Your assignment:
Looking at the data below, report how many lines contain "them", with no other words.

[Dataset records — start]

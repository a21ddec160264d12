pub mod config;
pub mod error;
pub mod parser;
pub mod record;

pub use config::ShipperConfig;
pub use error::{ConfigError, RecordError};
pub use parser::parse_line;
pub use record::AccessRecord;
use crate::error::ConfigError;
use figment::{
    Figment,
    providers::{Env, Format, Toml, Yaml},
};
use serde::{Deserialize, Serialize};
use std::net::SocketAddr;
use std::path::Path;

/// Top-level shipper configuration. Loaded once, read-only afterwards.
#[derive(Debug, Clone, Default, Serialize, Deserialize)]
pub struct ShipperConfig {
    #[serde(default)]
    pub listen: ListenConfig,
    #[serde(default)]
    pub elasticsearch: ElasticsearchConfig,
    #[serde(default)]
    pub pipeline: PipelineConfig,
    #[serde(default)]
    pub enrich: EnrichConfig,
    #[serde(default)]
    pub forward: ForwardConfig,
    #[serde(default)]
    pub admin: AdminConfig,
}

/// Syslog intake settings.
#[derive(Debug, Clone, Serialize, Deserialize)]
pub struct ListenConfig {
    #[serde(default = "default_listen_address")]
    pub address: String,
    #[serde(default = "default_listen_port")]
    pub port: u16,
    #[serde(default = "default_true")]
    pub udp: bool,
    #[serde(default = "default_true")]
    pub tcp: bool,
}

/// Bulk indexing target.
#[derive(Debug, Clone, Serialize, Deserialize)]
pub struct ElasticsearchConfig {
    #[serde(default = "default_nodes")]
    pub nodes: Vec<String>,
    #[serde(default = "default_index")]
    pub index: String,
    /// Append `-YYYY-MM-DD` (UTC) to the index name.
    #[serde(default = "default_true")]
    pub index_date_suffix: bool,
    #[serde(default = "default_request_timeout")]
    pub timeout_secs: u64,
    pub username: Option<String>,
    pub password: Option<String>,
}

/// Worker pool and batching.
#[derive(Debug, Clone, Serialize, Deserialize)]
pub struct PipelineConfig {
    /// Number of workers. 0 = number of CPU cores.
    #[serde(default)]
    pub workers: usize,
    /// Flush once this many documents are pending.
    #[serde(default = "default_batch_size")]
    pub batch_size: usize,
    /// Capacity of the shared work queue; lines beyond it are dropped.
    #[serde(default = "default_queue_capacity")]
    pub queue_capacity: usize,
    #[serde(default = "default_flush_interval")]
    pub flush_interval_secs: u64,
}

/// GeoIP and identity-hashing settings.
#[derive(Debug, Clone, Serialize, Deserialize)]
pub struct EnrichConfig {
    #[serde(default = "default_geoip_path")]
    pub geoip_path: String,
    #[serde(default = "default_cache_size")]
    pub geo_cache_size: usize,
    #[serde(default = "default_cache_size")]
    pub hash_cache_size: usize,
    /// Lifetime of cached failed lookups. 0 = never expire.
    #[serde(default)]
    pub negative_ttl_secs: u64,
    /// Enables client address hashing when set and non-empty.
    pub salt: Option<String>,
    /// Ranges exempt from hashing. Only consulted when `salt` is set.
    #[serde(default)]
    pub cidr_ignore: Vec<String>,
}

/// Secondary best-effort output of enriched records.
#[derive(Debug, Clone, Serialize, Deserialize)]
pub struct ForwardConfig {
    /// `host:port` UDP destination. Disabled when absent.
    pub target: Option<String>,
    #[serde(default = "default_queue_capacity")]
    pub queue_capacity: usize,
}

/// Health and metrics endpoint.
#[derive(Debug, Clone, Serialize, Deserialize)]
pub struct AdminConfig {
    #[serde(default)]
    pub enabled: bool,
    #[serde(default = "default_admin_addr")]
    pub addr: String,
}

// ── Defaults ──────────────────────────────────────────────────

fn default_listen_address() -> String { "0.0.0.0".into() }
fn default_listen_port() -> u16 { 5514 }
fn default_true() -> bool { true }
fn default_nodes() -> Vec<String> { vec!["http://127.0.0.1:9200".into()] }
fn default_index() -> String { "lbship".into() }
fn default_request_timeout() -> u64 { 30 }
fn default_batch_size() -> usize { 1000 }
fn default_queue_capacity() -> usize { 10_000 }
fn default_flush_interval() -> u64 { 5 }
fn default_geoip_path() -> String { "/usr/share/GeoIP/GeoLite2-City.mmdb".into() }
fn default_cache_size() -> usize { 100_000 }
fn default_admin_addr() -> String { "127.0.0.1:9181".into() }

// ── Impls ─────────────────────────────────────────────────────

impl Default for ListenConfig {
    fn default() -> Self {
        Self {
            address: default_listen_address(),
            port: default_listen_port(),
            udp: true,
            tcp: true,
        }
    }
}

impl Default for ElasticsearchConfig {
    fn default() -> Self {
        Self {
            nodes: default_nodes(),
            index: default_index(),
            index_date_suffix: true,
            timeout_secs: default_request_timeout(),
            username: None,
            password: None,
        }
    }
}

impl Default for PipelineConfig {
    fn default() -> Self {
        Self {
            workers: 0,
            batch_size: default_batch_size(),
            queue_capacity: default_queue_capacity(),
            flush_interval_secs: default_flush_interval(),
        }
    }
}

impl Default for EnrichConfig {
    fn default() -> Self {
        Self {
            geoip_path: default_geoip_path(),
            geo_cache_size: default_cache_size(),
            hash_cache_size: default_cache_size(),
            negative_ttl_secs: 0,
            salt: None,
            cidr_ignore: Vec::new(),
        }
    }
}

impl Default for ForwardConfig {
    fn default() -> Self {
        Self {
            target: None,
            queue_capacity: default_queue_capacity(),
        }
    }
}

impl Default for AdminConfig {
    fn default() -> Self {
        Self {
            enabled: false,
            addr: default_admin_addr(),
        }
    }
}

impl ListenConfig {
    pub fn bind_addr(&self) -> String {
        format!("{}:{}", self.address, self.port)
    }
}

impl EnrichConfig {
    /// The salt, if hashing is enabled.
    pub fn active_salt(&self) -> Option<&str> {
        self.salt.as_deref().filter(|s| !s.is_empty())
    }

    /// Parse `cidr_ignore` into networks. Bare addresses count as host routes.
    pub fn parsed_cidrs(&self) -> Result<Vec<ipnet::IpNet>, ConfigError> {
        self.cidr_ignore
            .iter()
            .map(|s| parse_ip_or_cidr(s).ok_or_else(|| ConfigError::InvalidCidr(s.clone())))
            .collect()
    }
}

fn parse_ip_or_cidr(s: &str) -> Option<ipnet::IpNet> {
    let s = s.trim();
    s.parse::<ipnet::IpNet>()
        .ok()
        .or_else(|| s.parse::<std::net::IpAddr>().ok().map(ipnet::IpNet::from))
}

impl ShipperConfig {
    /// Load configuration from a TOML (or YAML, by extension) file plus
    /// `LBSHIP_` env overrides, e.g. `LBSHIP_PIPELINE__WORKERS=8`.
    pub fn load(path: &Path) -> Result<Self, ConfigError> {
        // figment merges nothing for a missing file; a mistyped path must not
        // start the shipper on defaults.
        if !path.is_file() {
            return Err(ConfigError::NotFound(path.display().to_string()));
        }
        let is_yaml = matches!(
            path.extension().and_then(|e| e.to_str()),
            Some("yaml") | Some("yml")
        );
        let figment = if is_yaml {
            Figment::new().merge(Yaml::file(path))
        } else {
            Figment::new().merge(Toml::file(path))
        };
        let config: ShipperConfig = figment
            .merge(Env::prefixed("LBSHIP_").split("__"))
            .extract()?;
        config.validate()?;
        Ok(config)
    }

    /// Reject settings the pipeline cannot run with.
    pub fn validate(&self) -> Result<(), ConfigError> {
        let p = &self.pipeline;
        if p.batch_size == 0 {
            return Err(ConfigError::Invalid("pipeline.batch_size must be > 0".into()));
        }
        if p.queue_capacity == 0 {
            return Err(ConfigError::Invalid("pipeline.queue_capacity must be > 0".into()));
        }
        if p.flush_interval_secs == 0 {
            return Err(ConfigError::Invalid(
                "pipeline.flush_interval_secs must be > 0".into(),
            ));
        }
        if self.elasticsearch.nodes.is_empty() {
            return Err(ConfigError::Invalid("elasticsearch.nodes is empty".into()));
        }
        if self.enrich.geo_cache_size == 0 || self.enrich.hash_cache_size == 0 {
            return Err(ConfigError::Invalid("enrich cache sizes must be > 0".into()));
        }
        self.enrich.parsed_cidrs()?;
        if let Some(ref target) = self.forward.target {
            if target.parse::<SocketAddr>().is_err() && !target.contains(':') {
                return Err(ConfigError::Invalid(format!(
                    "forward.target {target:?} is not host:port"
                )));
            }
            if self.forward.queue_capacity == 0 {
                return Err(ConfigError::Invalid("forward.queue_capacity must be > 0".into()));
            }
        }
        Ok(())
    }

    /// Effective worker count (0 → available CPUs).
    pub fn effective_workers(&self) -> usize {
        if self.pipeline.workers == 0 {
            std::thread::available_parallelism()
                .map(|n| n.get())
                .unwrap_or(1)
        } else {
            self.pipeline.workers
        }
    }
}
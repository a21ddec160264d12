//! Access-log line parser.
//!
//! The load balancer emits one line per request with eleven fields joined by
//! [`FIELD_DELIMITER`]:
//!
//! ```text
//! client || method || host || uri || status || content-length || referer || user-agent || node || pool-path || virtual-path
//! ```
//!
//! ```
//! use lbship_core::parser::parse_line;
//!
//! let rec = parse_line(
//!     "10.0.0.5 || GET || example.com || /a || 200 || 512 || - || curl/7 || node1 || /pools/web || /virtuals/app",
//! ).unwrap();
//! assert_eq!(rec.pool, "web");
//! assert_eq!(rec.virtual_server, "app");
//! ```

use crate::error::RecordError;
use crate::record::AccessRecord;

pub const FIELD_DELIMITER: &str = " || ";

/// Number of fields every access-log line carries.
pub const FIELD_COUNT: usize = 11;

/// Inclusive range of status codes accepted for indexing.
pub const STATUS_MIN: i64 = 100;
pub const STATUS_MAX: i64 = 511;

/// Parse one raw line into an un-enriched [`AccessRecord`].
///
/// Geo fields and the timestamp are left empty; the enrichment stage fills
/// them in.
pub fn parse_line(line: &str) -> Result<AccessRecord, RecordError> {
    let parts: Vec<&str> = line.split(FIELD_DELIMITER).collect();
    if parts.len() != FIELD_COUNT {
        return Err(RecordError::Malformed {
            fields: parts.len(),
            line: line.to_string(),
        });
    }

    // Non-numeric status is treated as 0 and falls out of range below.
    let status = parts[4].parse::<i64>().unwrap_or(0);
    if !(STATUS_MIN..=STATUS_MAX).contains(&status) {
        return Err(RecordError::RejectedStatus {
            status,
            host: parts[2].to_string(),
            uri: parts[3].to_string(),
        });
    }

    Ok(AccessRecord {
        client: parts[0].to_string(),
        method: parts[1].to_string(),
        host: parts[2].to_string(),
        uri: parts[3].to_string(),
        status,
        content_length: parts[5].parse().unwrap_or(0),
        referer: parts[6].to_string(),
        user_agent: parts[7].to_string(),
        node: parts[8].to_string(),
        pool: basename(parts[9]),
        virtual_server: basename(parts[10]),
        ..Default::default()
    })
}

/// Last element of a slash-separated path.
///
/// Trailing slashes are ignored. An empty path yields `"."` and a path made
/// only of slashes yields `"/"`.
pub fn basename(path: &str) -> String {
    if path.is_empty() {
        return ".".to_string();
    }
    let trimmed = path.trim_end_matches('/');
    if trimmed.is_empty() {
        return "/".to_string();
    }
    match trimmed.rfind('/') {
        Some(idx) => trimmed[idx + 1..].to_string(),
        None => trimmed.to_string(),
    }
}

#[cfg(test)]
mod tests {
    use super::*;

    fn line_with_status(status: &str) -> String {
        format!(
            "1.2.3.4 || GET || h || /u || {status} || 10 || - || ua || n || /p/pool || /v/vs"
        )
    }

    #[test]
    fn basename_takes_last_segment() {
        assert_eq!(basename("/Common/pool_web"), "pool_web");
        assert_eq!(basename("pool_web"), "pool_web");
        assert_eq!(basename("/a/b/c/"), "c");
        assert_eq!(basename("/a/b//"), "b");
    }

    #[test]
    fn basename_edge_cases() {
        assert_eq!(basename(""), ".");
        assert_eq!(basename("/"), "/");
        assert_eq!(basename("///"), "/");
    }

    #[test]
    fn boundary_statuses_are_accepted() {
        assert_eq!(parse_line(&line_with_status("100")).unwrap().status, 100);
        assert_eq!(parse_line(&line_with_status("511")).unwrap().status, 511);
    }

    #[test]
    fn out_of_range_statuses_are_rejected() {
        for s in ["0", "99", "512", "-1", "abc", ""] {
            let err = parse_line(&line_with_status(s)).unwrap_err();
            assert!(
                matches!(err, RecordError::RejectedStatus { .. }),
                "status {s:?} should be rejected, got {err:?}"
            );
        }
    }

    #[test]
    fn rejected_status_carries_host_and_uri() {
        let err = parse_line(&line_with_status("999")).unwrap_err();
        assert_eq!(
            err,
            RecordError::RejectedStatus {
                status: 999,
                host: "h".into(),
                uri: "/u".into()
            }
        );
        assert!(!err.is_malformed());
    }

    #[test]
    fn bad_content_length_defaults_to_zero() {
        let line = "1.2.3.4 || GET || h || /u || 200 || n/a || - || ua || n || p || v";
        assert_eq!(parse_line(line).unwrap().content_length, 0);
    }

    #[test]
    fn too_few_or_too_many_fields_are_malformed() {
        let short = "1.2.3.4 || GET || h";
        let err = parse_line(short).unwrap_err();
        assert_eq!(
            err,
            RecordError::Malformed {
                fields: 3,
                line: short.into()
            }
        );

        let long = format!("{} || extra", line_with_status("200"));
        assert!(parse_line(&long).unwrap_err().is_malformed());
    }

    #[test]
    fn delimiter_requires_surrounding_spaces() {
        let line = "1.2.3.4||GET||h||/u||200||10||-||ua||n||p||v";
        assert!(parse_line(line).unwrap_err().is_malformed());
    }

    #[test]
    fn geo_fields_and_timestamp_start_empty() {
        let rec = parse_line(&line_with_status("200")).unwrap();
        assert!(rec.city.is_empty());
        assert!(rec.country.is_empty());
        assert!(rec.location.is_empty());
        assert!(rec.timestamp.is_empty());
    }
}
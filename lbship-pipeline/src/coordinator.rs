use crate::dispatcher::Dispatcher;
use crate::worker::{Worker, WorkerSettings, WorkerState};
use lbship_core::config::ShipperConfig;
use lbship_enrich::Enricher;
use lbship_observability::PipelineMetrics;
use lbship_sink::{BatchSink, Forwarder, IndexName, Storage};
use std::sync::atomic::{AtomicBool, Ordering};
use std::sync::{Arc, Mutex, PoisonError};
use std::thread::JoinHandle;
use tokio::runtime::Handle;
use tokio::sync::watch;
use tracing::{error, info};

/// Everything a pipeline needs, built once at startup.
pub struct PipelineDeps {
    pub enricher: Arc<Enricher>,
    pub storage: Arc<dyn Storage>,
    pub forwarder: Arc<Forwarder>,
    pub metrics: Arc<PipelineMetrics>,
    /// Runtime the workers use to drive storage writes.
    pub runtime: Handle,
}

/// Running worker pool plus its queue.
///
/// [`shutdown`](Pipeline::shutdown) stops intake, closes the queue, waits for
/// every worker to drain, then releases the forwarder. Only the first call
/// does anything.
pub struct Pipeline {
    dispatcher: Dispatcher,
    workers: Mutex<Vec<JoinHandle<WorkerState>>>,
    forwarder: Arc<Forwarder>,
    stop_tx: watch::Sender<bool>,
    shutting_down: AtomicBool,
}

impl Pipeline {
    pub fn start(config: &ShipperConfig, deps: PipelineDeps) -> std::io::Result<Self> {
        let num_workers = config.effective_workers();
        let settings = WorkerSettings::from_config(&config.pipeline);
        let index = IndexName::from_config(&config.elasticsearch);
        let dispatcher = Dispatcher::new(config.pipeline.queue_capacity, Arc::clone(&deps.metrics));

        let mut handles = Vec::with_capacity(num_workers);
        for worker_id in 0..num_workers {
            let sink = BatchSink::new(
                Arc::clone(&deps.storage),
                index.clone(),
                Arc::clone(&deps.metrics),
            );
            let worker = Worker::new(
                worker_id,
                settings,
                dispatcher.receiver(),
                Arc::clone(&deps.enricher),
                sink,
                deps.forwarder.handle(),
                Arc::clone(&deps.metrics),
                deps.runtime.clone(),
            );
            let spawned = std::thread::Builder::new()
                .name(format!("lbship-worker-{}", worker_id))
                .spawn(move || worker.run());
            match spawned {
                Ok(handle) => handles.push(handle),
                Err(e) => {
                    // Let the workers that did start exit cleanly.
                    dispatcher.close();
                    for h in handles {
                        let _ = h.join();
                    }
                    return Err(e);
                }
            }
        }

        info!(
            workers = num_workers,
            batch_size = settings.batch_size,
            flush_interval_secs = settings.flush_interval.as_secs(),
            queue_capacity = dispatcher.capacity(),
            "Workers spawned"
        );

        let (stop_tx, _) = watch::channel(false);
        Ok(Self {
            dispatcher,
            workers: Mutex::new(handles),
            forwarder: deps.forwarder,
            stop_tx,
            shutting_down: AtomicBool::new(false),
        })
    }

    /// Handle for intake loops to submit lines.
    pub fn dispatcher(&self) -> Dispatcher {
        self.dispatcher.clone()
    }

    /// Flips to `true` when shutdown begins; intake loops should stop reading.
    pub fn stop_signal(&self) -> watch::Receiver<bool> {
        self.stop_tx.subscribe()
    }

    pub fn is_shutting_down(&self) -> bool {
        self.shutting_down.load(Ordering::Acquire)
    }

    /// Run the shutdown protocol. Blocks until every worker has flushed and
    /// exited. Returns `false` if shutdown had already been started.
    pub fn shutdown(&self) -> bool {
        if self.shutting_down.swap(true, Ordering::AcqRel) {
            return false;
        }
        info!(queued = self.dispatcher.len(), "Shutting down pipeline");

        self.stop_tx.send_replace(true);
        self.dispatcher.close();

        let handles = std::mem::take(
            &mut *self.workers.lock().unwrap_or_else(PoisonError::into_inner),
        );
        let total = handles.len();
        let mut stopped = 0;
        for handle in handles {
            match handle.join() {
                Ok(WorkerState::Stopped) => stopped += 1,
                Ok(state) => error!(?state, "Worker exited without stopping"),
                Err(_) => error!("Worker thread panicked"),
            }
        }

        self.forwarder.close();
        info!(workers = total, stopped, "Pipeline stopped");
        true
    }
}
//! Enrichment stage: GeoIP lookup followed by optional client hashing.
//!
//! Both stages keep a bounded LRU cache keyed by the raw client address.
//! The caches are the only state shared between workers.

pub mod cache;
pub mod geo;
pub mod identity;

use chrono::Utc;
use lbship_core::AccessRecord;
use lbship_core::config::EnrichConfig;
use lbship_core::error::ConfigError;
use lbship_observability::PipelineMetrics;
use std::sync::Arc;

pub use cache::SharedLru;
pub use geo::{GeoEnricher, GeoLocation, GeoLookup, LookupError, MaxMindLookup};
pub use identity::IdentityHasher;

/// Geo enricher plus optional identity hasher, shared by all workers.
pub struct Enricher {
    geo: GeoEnricher,
    identity: Option<IdentityHasher>,
}

impl Enricher {
    pub fn new(geo: GeoEnricher, identity: Option<IdentityHasher>) -> Self {
        Self { geo, identity }
    }

    /// Build both stages from config around an already-opened lookup service.
    pub fn from_config(
        config: &EnrichConfig,
        lookup: Arc<dyn GeoLookup>,
        metrics: Arc<PipelineMetrics>,
    ) -> Result<Self, ConfigError> {
        let geo = GeoEnricher::from_config(config, lookup, Arc::clone(&metrics));
        let identity = IdentityHasher::from_config(config, metrics)?;
        Ok(Self::new(geo, identity))
    }

    /// Geo fields first (keyed by the real address), then the timestamp,
    /// then the address is replaced by its hash when hashing is on.
    pub fn enrich(&self, record: &mut AccessRecord) {
        self.geo.enrich(record);
        record.stamp(Utc::now());
        if let Some(ref identity) = self.identity {
            identity.apply(record);
        }
    }

    pub fn geo(&self) -> &GeoEnricher {
        &self.geo
    }

    pub fn identity(&self) -> Option<&IdentityHasher> {
        self.identity.as_ref()
    }
}
use prometheus::{Encoder, TextEncoder};

/// Render prometheus text exposition format from a registry.
pub fn render_metrics(registry: &prometheus::Registry) -> String {
    let encoder = TextEncoder::new();
    let metric_families = registry.gather();
    let mut buffer = Vec::new();
    encoder.encode(&metric_families, &mut buffer).unwrap_or(());
    String::from_utf8(buffer).unwrap_or_default()
}

/// Content type to serve [`render_metrics`] output with.
pub fn content_type() -> &'static str {
    prometheus::TEXT_FORMAT
}
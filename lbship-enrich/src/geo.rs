//! GeoIP enrichment backed by a MaxMind GeoLite2-City database.
//!
//! Lookups go through a shared LRU cache keyed by the raw client address.
//! Failed lookups are cached as well so a flood of unparsable or unknown
//! addresses costs one database probe each, not one per line. With
//! `negative_ttl_secs = 0` those entries live until evicted.

use crate::cache::SharedLru;
use lbship_core::AccessRecord;
use lbship_core::config::EnrichConfig;
use lbship_core::error::ConfigError;
use lbship_core::record::format_location;
use lbship_observability::{Metric, PipelineMetrics};
use maxminddb::{MaxMindDBError, Reader, geoip2};
use std::net::IpAddr;
use std::path::Path;
use std::sync::Arc;
use std::time::{Duration, Instant};
use thiserror::Error;
use tracing::{debug, info, warn};

/// Language used for city and country names.
const NAME_LANGUAGE: &str = "en";

/// Result of a successful lookup.
#[derive(Debug, Clone, Default, PartialEq)]
pub struct GeoLocation {
    pub city: String,
    pub country: String,
    pub latitude: f64,
    pub longitude: f64,
}

impl GeoLocation {
    /// `(0, 0)` is what the database reports when it knows nothing useful.
    pub fn has_coordinates(&self) -> bool {
        !(self.latitude == 0.0 && self.longitude == 0.0)
    }
}

#[derive(Error, Debug, Clone, PartialEq)]
pub enum LookupError {
    #[error("invalid client address {0:?}")]
    InvalidAddress(String),

    #[error("address not found: {0}")]
    NotFound(IpAddr),

    #[error("GeoIP database error: {0}")]
    Database(String),
}

/// Address → location service.
pub trait GeoLookup: Send + Sync {
    fn lookup(&self, ip: IpAddr) -> Result<GeoLocation, LookupError>;
}

// ─────────────────────────────────────────────────────────────
// MaxMind reader
// ─────────────────────────────────────────────────────────────

pub struct MaxMindLookup {
    reader: Reader<Vec<u8>>,
}

impl MaxMindLookup {
    /// Open a `.mmdb` file. Failure here is fatal at startup.
    pub fn open(path: impl AsRef<Path>) -> Result<Self, ConfigError> {
        let path = path.as_ref();
        let reader = Reader::open_readfile(path).map_err(|e| ConfigError::GeoDatabase {
            path: path.display().to_string(),
            reason: e.to_string(),
        })?;
        info!(
            path = %path.display(),
            database_type = %reader.metadata.database_type,
            build_epoch = reader.metadata.build_epoch,
            "GeoIP database opened"
        );
        Ok(Self { reader })
    }
}

impl GeoLookup for MaxMindLookup {
    fn lookup(&self, ip: IpAddr) -> Result<GeoLocation, LookupError> {
        let city: geoip2::City = self.reader.lookup(ip).map_err(|e| match e {
            MaxMindDBError::AddressNotFoundError(_) => LookupError::NotFound(ip),
            other => LookupError::Database(other.to_string()),
        })?;

        let mut location = GeoLocation::default();
        if let Some(names) = city.city.and_then(|c| c.names) {
            location.city = names.get(NAME_LANGUAGE).map(|s| s.to_string()).unwrap_or_default();
        }
        if let Some(names) = city.country.and_then(|c| c.names) {
            location.country = names.get(NAME_LANGUAGE).map(|s| s.to_string()).unwrap_or_default();
        }
        if let Some(loc) = city.location {
            location.latitude = loc.latitude.unwrap_or(0.0);
            location.longitude = loc.longitude.unwrap_or(0.0);
        }
        Ok(location)
    }
}

// ─────────────────────────────────────────────────────────────
// Cached enricher
// ─────────────────────────────────────────────────────────────

#[derive(Debug, Clone)]
struct CachedLookup {
    /// `None` for a failed lookup.
    location: Option<GeoLocation>,
    cached_at: Instant,
}

pub struct GeoEnricher {
    service: Arc<dyn GeoLookup>,
    cache: SharedLru<CachedLookup>,
    negative_ttl: Option<Duration>,
    metrics: Arc<PipelineMetrics>,
}

impl GeoEnricher {
    pub fn new(
        service: Arc<dyn GeoLookup>,
        cache_size: usize,
        negative_ttl: Option<Duration>,
        metrics: Arc<PipelineMetrics>,
    ) -> Self {
        Self {
            service,
            cache: SharedLru::new(cache_size),
            negative_ttl,
            metrics,
        }
    }

    pub fn from_config(
        config: &EnrichConfig,
        service: Arc<dyn GeoLookup>,
        metrics: Arc<PipelineMetrics>,
    ) -> Self {
        let negative_ttl =
            (config.negative_ttl_secs > 0).then(|| Duration::from_secs(config.negative_ttl_secs));
        Self::new(service, config.geo_cache_size, negative_ttl, metrics)
    }

    /// Fill `city`, `country` and `location`. Leaves them empty when the
    /// lookup failed or resolved to the zero coordinate.
    pub fn enrich(&self, record: &mut AccessRecord) {
        let Some(location) = self.resolve(&record.client) else {
            return;
        };
        if !location.has_coordinates() {
            return;
        }
        record.location = format_location(location.latitude, location.longitude);
        record.city = location.city;
        record.country = location.country;
    }

    /// Cached lookup; `None` for a (possibly cached) failure.
    pub fn resolve(&self, address: &str) -> Option<GeoLocation> {
        if let Some(entry) = self.cache.get(address) {
            if !self.is_expired(&entry) {
                self.metrics.inc(Metric::GeoCacheHits);
                return entry.location;
            }
        }
        self.metrics.inc(Metric::GeoCacheMisses);

        let result = address
            .parse::<IpAddr>()
            .map_err(|_| LookupError::InvalidAddress(address.to_string()))
            .and_then(|ip| self.service.lookup(ip));

        let location = match result {
            Ok(location) => Some(location),
            Err(e @ LookupError::NotFound(_)) => {
                self.metrics.inc(Metric::GeoNotFound);
                debug!(client = address, error = %e, "GeoIP lookup miss");
                None
            }
            Err(e) => {
                self.metrics.inc(Metric::GeoLookupErrors);
                warn!(client = address, error = %e, "Error looking up client ip");
                None
            }
        };

        self.cache.insert(
            address.to_string(),
            CachedLookup {
                location: location.clone(),
                cached_at: Instant::now(),
            },
        );
        location
    }

    fn is_expired(&self, entry: &CachedLookup) -> bool {
        match (self.negative_ttl, &entry.location) {
            (Some(ttl), None) => entry.cached_at.elapsed() >= ttl,
            _ => false,
        }
    }

    pub fn cache_len(&self) -> usize {
        self.cache.len()
    }
}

[Dataset records — finish]

Task solution:
2